Nel 1054 il papa Niccolò II riunì
il Sinodo di Melfi dove incontrò Roberto, figlio di Tancredi d’Altavilla.
In quell’incontro si stabilì che
i normanni dovevano conquistare i territori nelle mani dei Bizantini, in particolar modo
la Calabria e dare inizio alla latinizzazione di quei territori, mentre il papa
doveva legittimare le loro conquiste.
Schiere di normanni, guidati da
Roberto d’Altavilla intorno al 1047 avevano già assalito il thema Britannico,
antico nome della Calabria, roccaforte bizantina in Occidente, tappa strategica
per il passaggio a nord ovest. Giunto nella valle del Crati Roberto si
impossessò dei territori della bizantina San Marco, sul punto più alto e meglio
difendibile costruì una fortificazione destinata a divenire la sede del suo
regno calabrese. Ebbe così inizio una
fase nuova della storia della valle dell’Esaro: a nord-ovest di San Marco, le
principali roccaforti bizantine contro i Normanni erano Malvitum e Agios
Sostis.
Malvitum fu presa intorno al
1070; poco dopo cadde anche Agios Sostis, sede del monastero di Agios Sozon, il
più importante della Calabria superiore.
Sull’antico castrum
longobardo-bizantino, Roberto fece costruire la grande torre che domina ancora
oggi tutta la vallata sottostante.
Con molta probabilità il primo
impianto difensivo fu edificato in età longobarda; inizialmente doveva
trattarsi di un castellion, cioè un impianto militare molto semplice a
protezione della popolazione sparsa sul territorio circostante. La sua ottima
posizione di vedetta, favorì un notevole sviluppo urbanistico militare, tanto
che il primitivo castellion si trasformò in castrum; nel Chronicon Salernitanum
del 950, Malvito è menzionato come sede del gastaldato longobardo in mano
bizantina.
Un altro documento in cui è
menzionato il castrum di Malvito risale al 1197 e riguarda le vicende belliche
tra gli Svevi ed i normanni della casa
degli Altavilla. Comunque, già in età post-agioina il castrum aveva ormai
perduto la sua importanza politica e militare e si avvia ad un inesorabile
declino.
L’ultima nobile casata fu quella
dei baroni la Costa, che nel 1983 donarono l’antico maniero normanno al Comune,
finchè provvedesse al restauro ed al necessario consolidamento strutturale.

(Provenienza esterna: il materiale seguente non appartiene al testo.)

#![allow(dead_code)]

use axum::body::Body;
use axum::http::{Method, Request};
use axum::response::Response;
use axum::Router;
use http_body_util::BodyExt;
use sqlx::PgPool;
use tower::ServiceExt;

use kb_api::config::ServerConfig;
use kb_api::router::build_app_router;
use kb_api::state::AppState;

/// Build a test `ServerConfig` with safe defaults.
///
/// Uses `http://localhost:5173` as CORS origin (matching the dev default)
/// and a 30-second request timeout.
pub fn test_config() -> ServerConfig {
    ServerConfig {
        host: "127.0.0.1".to_string(),
        port: 0,
        cors_origins: vec!["http://localhost:5173".to_string()],
        request_timeout_secs: 30,
        shutdown_timeout_secs: 30,
        db_max_connections: 5,
    }
}

/// Build the full application router with all middleware layers, using the
/// given database pool.
///
/// Goes through the same [`build_app_router`] as `main.rs` so integration
/// tests exercise the production middleware stack.
pub fn build_test_app(pool: PgPool) -> Router {
    let config = test_config();
    let state = AppState::new(pool, config.clone());
    build_app_router(state, &config)
}

// ---------------------------------------------------------------------------
// Request helpers
// ---------------------------------------------------------------------------

pub async fn send(
    app: Router,
    method: Method,
    uri: &str,
    body: Option<serde_json::Value>,
) -> Response {
    let builder = Request::builder().method(method).uri(uri);
    let request = match body {
        Some(json) => builder
            .header("content-type", "application/json")
            .body(Body::from(json.to_string()))
            .unwrap(),
        None => builder.body(Body::empty()).unwrap(),
    };
    app.oneshot(request).await.unwrap()
}

pub async fn get(app: Router, uri: &str) -> Response {
    send(app, Method::GET, uri, None).await
}

pub async fn post_json(app: Router, uri: &str, body: serde_json::Value) -> Response {
    send(app, Method::POST, uri, Some(body)).await
}

pub async fn put_json(app: Router, uri: &str, body: serde_json::Value) -> Response {
    send(app, Method::PUT, uri, Some(body)).await
}

pub async fn delete(app: Router, uri: &str) -> Response {
    send(app, Method::DELETE, uri, None).await
}

/// Collect a response body and parse it as JSON.
pub async fn body_json(response: Response) -> serde_json::Value {
    let bytes = response.into_body().collect().await.unwrap().to_bytes();
    serde_json::from_slice(&bytes).unwrap()
}
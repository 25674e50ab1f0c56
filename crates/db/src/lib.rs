//! Postgres persistence for topics, topic history and resources.
//!
//! Repositories are zero-sized structs with async associated functions that
//! take the pool (or an executor) explicitly. [`store`] adapts them to the
//! `kb_core` store traits.

use sqlx::postgres::PgPoolOptions;

pub mod models;
pub mod repositories;
pub mod store;

pub type DbPool = sqlx::PgPool;

/// Default pool size when `DB_MAX_CONNECTIONS` is not set.
pub const DEFAULT_MAX_CONNECTIONS: u32 = 20;

/// Create a connection pool from a database URL.
pub async fn create_pool(database_url: &str, max_connections: u32) -> Result<DbPool, sqlx::Error> {
    PgPoolOptions::new()
        .max_connections(max_connections)
        .connect(database_url)
        .await
}

/// Round-trip a trivial query to confirm the database is reachable.
pub async fn health_check(pool: &DbPool) -> Result<(), sqlx::Error> {
    sqlx::query("SELECT 1").execute(pool).await?;
    Ok(())
}

/// Apply pending migrations from `db/migrations`.
pub async fn run_migrations(pool: &DbPool) -> Result<(), sqlx::migrate::MigrateError> {
    sqlx::migrate!("../../db/migrations").run(pool).await
}
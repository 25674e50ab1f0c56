//! Liveness endpoint mounted at the root, outside `/api/v1`.

use axum::extract::State;
use axum::{routing::get, Json, Router};
use serde::Serialize;

use crate::state::AppState;

/// Body of `GET /health`.
#[derive(Serialize)]
pub struct HealthResponse {
    /// `ok` when the database answered, `degraded` otherwise.
    pub status: &'static str,
    pub version: &'static str,
    pub db_healthy: bool,
    /// Open connections in the pool, idle ones included.
    pub db_connections: u32,
    pub db_idle_connections: usize,
}

async fn health_check(State(state): State<AppState>) -> Json<HealthResponse> {
    let db_healthy = match kb_db::health_check(&state.pool).await {
        Ok(()) => true,
        Err(err) => {
            tracing::warn!(error = %err, "Database health check failed");
            false
        }
    };

    Json(HealthResponse {
        status: if db_healthy { "ok" } else { "degraded" },
        version: env!("CARGO_PKG_VERSION"),
        db_healthy,
        db_connections: state.pool.size(),
        db_idle_connections: state.pool.num_idle(),
    })
}

pub fn router() -> Router<AppState> {
    Router::new().route("/health", get(health_check))
}
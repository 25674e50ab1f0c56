pub mod health;
pub mod topic;

use axum::Router;

use crate::state::AppState;

/// Build the `/api/v1` route tree.
///
/// Route hierarchy:
///
/// ```text
/// /topics                                          list, create
/// /topics/roots                                    root topics
/// /topics/path?start=&end=                         path between two topics
/// /topics/{id}                                     get, update, delete
/// /topics/{id}/children                            direct children
/// /topics/{id}/ancestors                           ancestor chain
/// /topics/{id}/tree                                full subtree
/// /topics/{id}/history                             captured versions
/// /topics/{id}/versions/{version}                  point-in-time read
/// ```
pub fn api_routes() -> Router<AppState> {
    Router::new().nest("/topics", topic::router())
}
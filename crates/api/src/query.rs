//! Shared query parameter types for API handlers.

use kb_core::types::DbId;
use serde::Deserialize;

/// Paginated listing parameters
/// (`?limit=&offset=&order_by=&order_direction=`).
///
/// Numbers are clamped and ordering keys validated by
/// `kb_core::pagination::TopicPageRequest::parse`.
#[derive(Debug, Deserialize)]
pub struct ListParams {
    pub limit: Option<i64>,
    pub offset: Option<i64>,
    pub order_by: Option<String>,
    pub order_direction: Option<String>,
}

/// Endpoints of a path query (`?start=&end=`).
#[derive(Debug, Deserialize)]
pub struct PathParams {
    pub start: DbId,
    pub end: DbId,
}
//! Row structs and DTOs.
//!
//! Each submodule contains:
//! - A `FromRow` row struct matching the table, convertible into the
//!   `kb_core` domain type
//! - `Deserialize` create/update DTOs for the API layer

pub mod resource;
pub mod topic;
pub mod topic_history;
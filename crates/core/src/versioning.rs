//! Point-in-time topic reads.

use crate::error::CoreError;
use crate::store::TopicStore;
use crate::topic::TopicSnapshot;
use crate::types::DbId;

/// Return `topic_id` as it looked at `version`.
///
/// The current version is served from the live row (with `updated_at`);
/// anything older comes from the history table (without it).
pub async fn resolve_topic_version<S>(
    store: &S,
    topic_id: DbId,
    version: i32,
) -> Result<TopicSnapshot, CoreError>
where
    S: TopicStore + ?Sized,
{
    let topic = store
        .find_by_id(topic_id)
        .await?
        .ok_or_else(|| CoreError::topic_not_found(topic_id))?;

    if topic.version == version {
        return Ok(topic.into());
    }

    store
        .get_topic_version(topic_id, version)
        .await?
        .map(TopicSnapshot::from)
        .ok_or(CoreError::VersionNotFound { topic_id, version })
}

I lavori di restauro ebbero
inizio nel 1987 e furono condotti secondo criteri non del tutto esatti nel
rispetto delle antiche strutture, che
comunque erano già rimaneggiate e stravolte nel corso dei secoli.
Malvito (CS): La torre normanna
Malvito (CS): La torre normanna
Dal punto di vista archeologico
conosciamo veramente poco circa le fasi di vita del castello normanno di
Malvito.
Le fonti letterarie e le caratteristiche
architettoniche ci dicono che fu costruito all’età di Roberto d’Altavilla,
detto il Guiscardo (fine dell’XI/inizi XII sec.).
Ma, da un’attenta analisi del
contesto e da un’approfondita lettura della stratigrafia muraria si può
spostare la datazione alla fine del IX e gli inizi del X sec. d.C.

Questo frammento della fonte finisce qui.